Intersigne des épingles
Yvias
proposé par le conteur Armanel
Vous connaissez les « grandes coiffes » que portent les femmes, dans les circonstances solennelles, au pays de Tréguier et en Goëlo. Vous n’ignorez pas non plus qu’on en rabat les ailes, lorsqu’on est en deuil de l’un de ses proches.
Il est indispensable que vous sachiez cela, pour comprendre l’intersigne que voici.
Il s’est produit dans une maison d’Yvias, il y a de cela une quarantaine d’années. C’était un dimanche de Pâques. La jeune fille de la maison (elle s’appelait Marie-Louise) était en train de s’attifer pour la messe. Elle avait sorti de son armoire ses vêtements les plus beaux, comme il sied pour une fête de cette importance, et aussi la plus brodée de ses catioles (c’est le nom que nous donnons ici aux grandes coiffes). Certaines femmes ont besoin, pour se coiffer, d’une ou même de plusieurs aides. Marie-Louise s’en tirait d’ordinaire toute seule, et peu de catioles cependant étaient aussi joliment disposées que la sienne. Ce matin-là, elle était donc debout devant son miroir. Sa coiffe était déjà à moitié mise. Elle avait ramené sur son front un double bandeau de cheveux, rassemblé les tresses au fond du bonnet. Elle n’avait plus pour être prête, qu’à replier les ailes de sa coiffe puis à les épingler l’une sur l’autre. Elle en ajusta sans peine les bouts, étant, comme je vous l’ai dit, très habile de ses mains. Mais lorsqu’il s’agit de les épingler, ce fut une autre histoire.

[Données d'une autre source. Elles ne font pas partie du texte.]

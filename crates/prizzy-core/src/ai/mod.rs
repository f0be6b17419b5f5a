pub mod gemini;

pub use gemini::GeminiClient;
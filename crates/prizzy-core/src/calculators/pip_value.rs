use serde::{Deserialize, Serialize};

use super::{money, parse_positive, PIP_VALUE_PER_LOT};
use crate::pair::CurrencyPair;

#[derive(Debug, Clone, PartialEq, Serialize, Deserialize)]
pub struct PipValueInputs {
    pub pair: CurrencyPair,
    pub lot_size: String,
}

impl Default for PipValueInputs {
    fn default() -> Self {
        Self {
            pair: CurrencyPair::default(),
            lot_size: "1.0".to_string(),
        }
    }
}

impl PipValueInputs {
    pub fn compute(&self) -> String {
        match parse_positive(&self.lot_size) {
            Some(lots) => money(lots * PIP_VALUE_PER_LOT),
            None => money(0.0),
        }
    }
}

#[cfg(test)]
mod tests {
    use super::*;

    fn with_lots(lot_size: &str) -> PipValueInputs {
        PipValueInputs {
            lot_size: lot_size.to_string(),
            ..Default::default()
        }
    }

    #[test]
    fn test_pip_value() {
        assert_eq!(with_lots("1.0").compute(), "$10.00");
        assert_eq!(with_lots("2.5").compute(), "$25.00");
        assert_eq!(with_lots("0.01").compute(), "$0.10");
    }

    #[test]
    fn test_half_cent_rounds_up() {
        assert_eq!(with_lots("0.0125").compute(), "$0.13");
    }

    #[test]
    fn test_non_positive_or_garbage_is_zero() {
        assert_eq!(with_lots("0").compute(), "$0.00");
        assert_eq!(with_lots("-1").compute(), "$0.00");
        assert_eq!(with_lots("lots").compute(), "$0.00");
        assert_eq!(with_lots("").compute(), "$0.00");
    }
}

Elle tenait les épingles entre ses dents, afin d’avoir les bras libres. D’habitude, une seule épingle lui suffisait à établir solidement l’édifice de sa coiffure.
Elle en prend une... L’épingle lui glisse des doigts.

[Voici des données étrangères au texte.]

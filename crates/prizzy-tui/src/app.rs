use std::time::Instant;

use ratatui::layout::Rect;
use tracing::{info, warn};

use prizzy_core::{CalculatorSet, ChatSession, CurrencyPair, GeminiClient, MentorService, Settings};

#[derive(Debug, Clone, Copy, PartialEq, Eq)]
pub enum View {
    Calculators,
    Mentor,
}

/// Every editable field on the calculators screen, in focus order.
#[derive(Debug, Clone, Copy, PartialEq, Eq)]
pub enum CalcField {
    AccountBalance,
    RiskPercentage,
    PositionStopLoss,
    PositionPair,
    ProfitLossPips,
    ProfitLossLotSize,
    RiskRewardStopLoss,
    RiskRewardTakeProfit,
    PipValuePair,
    PipValueLotSize,
}

impl CalcField {
    pub const ALL: [CalcField; 10] = [
        CalcField::AccountBalance,
        CalcField::RiskPercentage,
        CalcField::PositionStopLoss,
        CalcField::PositionPair,
        CalcField::ProfitLossPips,
        CalcField::ProfitLossLotSize,
        CalcField::RiskRewardStopLoss,
        CalcField::RiskRewardTakeProfit,
        CalcField::PipValuePair,
        CalcField::PipValueLotSize,
    ];

    fn index(self) -> usize {
        Self::ALL.iter().position(|f| *f == self).unwrap_or(0)
    }

    pub fn next(self) -> Self {
        Self::ALL[(self.index() + 1) % Self::ALL.len()]
    }

    pub fn prev(self) -> Self {
        let len = Self::ALL.len();
        Self::ALL[(self.index() + len - 1) % len]
    }

    pub fn is_pair(self) -> bool {
        matches!(self, CalcField::PositionPair | CalcField::PipValuePair)
    }
}

/// Characters a numeric field accepts.
pub fn is_numeric_char(c: char) -> bool {
    c.is_ascii_digit() || matches!(c, '.' | '-' | '+' | 'e' | 'E')
}

pub struct App {
    pub should_quit: bool,
    pub view: View,

    // Splash
    pub show_splash: bool,
    pub splash_until: Instant,

    // Calculators state
    pub calculators: CalculatorSet,
    pub calc_focus: CalcField,

    // Mentor state
    pub chat: ChatSession,
    pub chat_input: String,
    pub chat_cursor: usize, // cursor position in chat_input, in chars
    pub chat_scroll: u16,
    pub chat_height: u16, // Height of chat area for scroll calculations
    pub chat_width: u16,  // Width of chat area for wrap calculations
    pub mentor_task: Option<tokio::task::JoinHandle<anyhow::Result<String>>>,
    pub animation_frame: u8, // 0-2 for ellipsis animation

    // Header tab areas for mouse hit-testing
    pub calculators_tab: Option<Rect>,
    pub mentor_tab: Option<Rect>,

    pub mentor: GeminiClient,
}

impl App {
    pub fn new(settings: &Settings) -> Self {
        let mentor = GeminiClient::new(
            settings.api_key.as_deref(),
            &settings.model,
            &settings.base_url,
        );
        if !mentor.has_api_key() {
            warn!("GEMINI_API_KEY environment variable not set. AI Mentor will not function.");
        }
        info!(model = %mentor.model(), "Mentor configured");

        Self {
            should_quit: false,
            view: View::Calculators,

            show_splash: !settings.splash.is_zero(),
            splash_until: Instant::now() + settings.splash,

            calculators: CalculatorSet::default(),
            calc_focus: CalcField::AccountBalance,

            chat: ChatSession::new(),
            chat_input: String::new(),
            chat_cursor: 0,
            chat_scroll: 0,
            chat_height: 0,
            chat_width: 0,
            mentor_task: None,
            animation_frame: 0,

            calculators_tab: None,
            mentor_tab: None,

            mentor,
        }
    }

    /// Switch views. The entered view always starts from fresh state, and a
    /// request still in flight for the mentor view is detached.
    pub fn set_view(&mut self, view: View) {
        if self.view == view {
            return;
        }

        if self.mentor_task.take().is_some() {
            info!("Leaving mentor view with a request in flight; its reply will be discarded");
        }

        match view {
            View::Calculators => {
                self.calculators = CalculatorSet::default();
                self.calc_focus = CalcField::AccountBalance;
            }
            View::Mentor => {
                self.chat = ChatSession::new();
                self.chat_input.clear();
                self.chat_cursor = 0;
                self.chat_scroll = 0;
            }
        }
        self.view = view;
    }

    /// Called by Tick event
    pub fn tick(&mut self) {
        if self.show_splash && Instant::now() >= self.splash_until {
            self.show_splash = false;
        }
        if self.chat.is_awaiting() {
            self.animation_frame = (self.animation_frame + 1) % 3;
        }
    }

    // Calculator editing

    fn focused_text_mut(&mut self) -> Option<&mut String> {
        let calc = &mut self.calculators;
        match self.calc_focus {
            CalcField::AccountBalance => Some(&mut calc.position_size.account_balance),
            CalcField::RiskPercentage => Some(&mut calc.position_size.risk_percentage),
            CalcField::PositionStopLoss => Some(&mut calc.position_size.stop_loss_pips),
            CalcField::ProfitLossPips => Some(&mut calc.profit_loss.pips),
            CalcField::ProfitLossLotSize => Some(&mut calc.profit_loss.lot_size),
            CalcField::RiskRewardStopLoss => Some(&mut calc.risk_reward.stop_loss_pips),
            CalcField::RiskRewardTakeProfit => Some(&mut calc.risk_reward.take_profit_pips),
            CalcField::PipValueLotSize => Some(&mut calc.pip_value.lot_size),
            CalcField::PositionPair | CalcField::PipValuePair => None,
        }
    }

    fn focused_pair_mut(&mut self) -> Option<&mut CurrencyPair> {
        match self.calc_focus {
            CalcField::PositionPair => Some(&mut self.calculators.position_size.pair),
            CalcField::PipValuePair => Some(&mut self.calculators.pip_value.pair),
            _ => None,
        }
    }

    pub fn calc_focus_next(&mut self) {
        self.calc_focus = self.calc_focus.next();
    }

    pub fn calc_focus_prev(&mut self) {
        self.calc_focus = self.calc_focus.prev();
    }

    pub fn calc_insert(&mut self, c: char) {
        if !is_numeric_char(c) {
            return;
        }
        if let Some(text) = self.focused_text_mut() {
            text.push(c);
        }
    }

    pub fn calc_backspace(&mut self) {
        if let Some(text) = self.focused_text_mut() {
            text.pop();
        }
    }

    pub fn calc_cycle_pair(&mut self, forward: bool) {
        if let Some(pair) = self.focused_pair_mut() {
            *pair = if forward { pair.next() } else { pair.prev() };
        }
    }

    // Mentor chat

    /// Send the typed message, if the chat accepts it right now.
    pub fn submit_chat(&mut self) {
        let Some(request) = self.chat.submit(&self.chat_input) else {
            return;
        };

        self.chat_input.clear();
        self.chat_cursor = 0;
        self.scroll_chat_to_bottom();

        let mentor = self.mentor.clone();
        self.mentor_task = Some(tokio::spawn(async move {
            mentor.generate(&request).await
        }));
    }

    /// Feed a finished mentor task back into the chat.
    pub async fn poll_mentor_task(&mut self) {
        let finished = self
            .mentor_task
            .as_ref()
            .map(|task| task.is_finished())
            .unwrap_or(false);
        if !finished {
            return;
        }

        if let Some(task) = self.mentor_task.take() {
            let outcome = match task.await {
                Ok(result) => result,
                Err(e) => Err(anyhow::anyhow!("mentor task failed: {}", e)),
            };
            self.chat.resolve(outcome);
            self.scroll_chat_to_bottom();
        }
    }

    pub fn scroll_chat_up(&mut self, lines: u16) {
        self.chat_scroll = self.chat_scroll.saturating_sub(lines);
    }

    pub fn scroll_chat_down(&mut self, lines: u16) {
        self.chat_scroll = self.chat_scroll.saturating_add(lines);
    }

    /// Scroll chat to bottom so the newest message is visible
    pub fn scroll_chat_to_bottom(&mut self) {
        // Use actual chat width for wrap calculation, default to 50 if not set
        let wrap_width = if self.chat_width > 0 {
            self.chat_width as usize
        } else {
            50
        };

        let mut total_lines: u16 = 0;

        for msg in self.chat.messages() {
            total_lines = total_lines.saturating_add(1); // Sender line
            for line in msg.text.split('\n') {
                // Character count, not byte length
                let char_count = line.chars().count();
                total_lines = total_lines.saturating_add((char_count / wrap_width + 1) as u16);
            }
            total_lines = total_lines.saturating_add(1); // Blank line after message
        }

        if self.chat.is_awaiting() {
            total_lines = total_lines.saturating_add(2); // "Prizzy:" + "Thinking..."
        }

        let visible_height = if self.chat_height > 0 {
            self.chat_height
        } else {
            20
        };

        self.chat_scroll = total_lines.saturating_sub(visible_height);
    }
}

Elle en prend une autre, la fixe à la place voulue... Ding !... la seconde épingle se détache, tombe sur le plancher de la chambre, en faisant un petit bruit clair, et les ailes de la coiffe se déploient sur les épaules de Marie-Louise.
Marie-Louise essaye d’une troisième, d’une quatrième épingle La douzaine y passe.
Peine perdue !
Il semble que les épingles se refusent à fixer les ailes de la coiffe ou que les ailes de la coiffe se refusent à se laisser fixer.

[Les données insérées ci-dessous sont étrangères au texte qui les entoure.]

use serde::{Deserialize, Serialize};
use std::fs;
use std::path::{Path, PathBuf};
use std::time::Duration;
use anyhow::{Result, anyhow};
use tracing::warn;

use crate::ai::gemini::{DEFAULT_BASE_URL, DEFAULT_MODEL};

pub const DEFAULT_SPLASH_MS: u64 = 2000;

/// Optional on-disk settings, `<config_dir>/prizzy/config.json`.
#[derive(Serialize, Deserialize, Debug, Clone, Default, PartialEq)]
pub struct Config {
    pub api_key: Option<String>,
    pub model: Option<String>,
    pub base_url: Option<String>,
    pub splash_ms: Option<u64>,
}

impl Config {
    pub fn load() -> Result<Self> {
        Self::load_from(&Self::get_config_path()?)
    }

    /// Missing file means defaults; a file that fails to parse is an error.
    pub fn load_from(path: &Path) -> Result<Self> {
        if !path.exists() {
            return Ok(Self::default());
        }

        let config_content = fs::read_to_string(path)?;
        let config: Config = serde_json::from_str(&config_content)
            .map_err(|e| anyhow!("Invalid config {}: {}", path.display(), e))?;
        Ok(config)
    }

    pub fn get_config_path() -> Result<PathBuf> {
        let config_dir = dirs::config_dir()
            .ok_or_else(|| anyhow!("Could not determine config directory"))?;

        Ok(config_dir.join("prizzy").join("config.json"))
    }
}

/// Effective settings after merging environment and config file.
#[derive(Debug, Clone, PartialEq)]
pub struct Settings {
    pub api_key: Option<String>,
    pub model: String,
    pub base_url: String,
    pub splash: Duration,
}

impl Settings {
    /// Resolve from the process environment and the user's config file.
    ///
    /// Never fails: an unreadable config is logged and skipped.
    pub fn load() -> Self {
        let config = Config::load().unwrap_or_else(|e| {
            warn!("Ignoring config file: {:#}", e);
            Config::default()
        });
        Self::resolve(&config, |name| std::env::var(name).ok())
    }

    /// Environment wins over the config file; blank values count as unset.
    pub fn resolve(config: &Config, env: impl Fn(&str) -> Option<String>) -> Self {
        let non_blank = |v: Option<String>| v.filter(|s| !s.trim().is_empty());

        let api_key = non_blank(env("GEMINI_API_KEY"))
            .or_else(|| non_blank(env("API_KEY")))
            .or_else(|| non_blank(config.api_key.clone()));

        let model = non_blank(env("PRIZZY_MODEL"))
            .or_else(|| non_blank(config.model.clone()))
            .unwrap_or_else(|| DEFAULT_MODEL.to_string());

        let base_url = non_blank(config.base_url.clone())
            .unwrap_or_else(|| DEFAULT_BASE_URL.to_string());

        let splash = Duration::from_millis(config.splash_ms.unwrap_or(DEFAULT_SPLASH_MS));

        Self { api_key, model, base_url, splash }
    }
}

#[cfg(test)]
mod tests {
    use super::*;
    use std::collections::HashMap;

    fn env_of(vars: &[(&str, &str)]) -> impl Fn(&str) -> Option<String> {
        let map: HashMap<String, String> = vars
            .iter()
            .map(|(k, v)| (k.to_string(), v.to_string()))
            .collect();
        move |name: &str| map.get(name).cloned()
    }

    #[test]
    fn test_missing_file_gives_defaults() {
        let dir = tempfile::tempdir().unwrap();
        let config = Config::load_from(&dir.path().join("config.json")).unwrap();
        assert_eq!(config, Config::default());
    }

    #[test]
    fn test_parses_partial_file() {
        let dir = tempfile::tempdir().unwrap();
        let path = dir.path().join("config.json");
        fs::write(&path, r#"{"model": "gemini-2.0-flash", "splash_ms": 0}"#).unwrap();

        let config = Config::load_from(&path).unwrap();
        assert_eq!(config.model.as_deref(), Some("gemini-2.0-flash"));
        assert_eq!(config.splash_ms, Some(0));
        assert_eq!(config.api_key, None);
    }

    #[test]
    fn test_malformed_file_is_an_error() {
        let dir = tempfile::tempdir().unwrap();
        let path = dir.path().join("config.json");
        fs::write(&path, "{not json").unwrap();
        assert!(Config::load_from(&path).is_err());
    }

    #[test]
    fn test_defaults_without_any_source() {
        let settings = Settings::resolve(&Config::default(), env_of(&[]));
        assert_eq!(settings.api_key, None);
        assert_eq!(settings.model, DEFAULT_MODEL);
        assert_eq!(settings.base_url, DEFAULT_BASE_URL);
        assert_eq!(settings.splash, Duration::from_millis(DEFAULT_SPLASH_MS));
    }

    #[test]
    fn test_env_overrides_config() {
        let config = Config {
            api_key: Some("from-file".to_string()),
            model: Some("file-model".to_string()),
            ..Default::default()
        };

        let settings = Settings::resolve(
            &config,
            env_of(&[("GEMINI_API_KEY", "from-env"), ("PRIZZY_MODEL", "env-model")]),
        );
        assert_eq!(settings.api_key.as_deref(), Some("from-env"));
        assert_eq!(settings.model, "env-model");

        let settings = Settings::resolve(&config, env_of(&[("API_KEY", "legacy")]));
        assert_eq!(settings.api_key.as_deref(), Some("legacy"));

        let settings = Settings::resolve(&config, env_of(&[("GEMINI_API_KEY", "  ")]));
        assert_eq!(settings.api_key.as_deref(), Some("from-file"));
        assert_eq!(settings.model, "file-model");
    }
}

Or le deuxième son de la messe venait de sonner au bourg. La jeune fille risquait d’arriver en retard à l’église, ce qui n’eût pas été convenable un jour de Pâques.
Dépitée, elle se résigne enfin à faire ce qu’elle n’avait jamais fait, à appeler une servante pour l’aider à à mettre sa coiffe.
Armanel - conteur ( http://armanel.e-monsite.com/ )
La servante monte.
Elle eût aussi bien fait de rester en bas, à vaquer à sa besogne de cuisine.
Pas plus que sa maîtresse, elle ne réussit à faire tenir les épingles. Autant elle en fourre dans la coiffe, autant il en pleut à terre. A chaque épingle qu’elle fixe, elle dit : « Pour sûr, ça y est cette fois ! » Marie-Louise qui a les bras levés, pour maintenir les deux ailes de tulle, les laisse retomber en poussant un soupir d’aise, mais dès que les bras de la jeune fille retombent, les ailes de la coiffe font de même.
— Encore une épingle, pour voir !
Il y en eut bientôt tout un tas aux pieds de Marie-Louise. Ding ! Ding ! Ding !... A chaque épingle nouvelle, toujours le même petit bruit clair....
Le troisième son de la messe sonna.
Marie-Louise ne put arrivera temps à l’église. Elle s’en confessa au recteur, le soir, en lui contant son aventure. Le recteur lui dit :
— Notez ce jour dans votre mémoire.
Peu de temps après, la jeune fille d’Yvias apprit que son fiancé, qui était soldat en Algérie, avait trépassé le dimanche de Pâques, vers les dix heures du matin.
(Conté par Jeanne-Yvonne Pariscoat, marchande.— Yvias, août 1888.)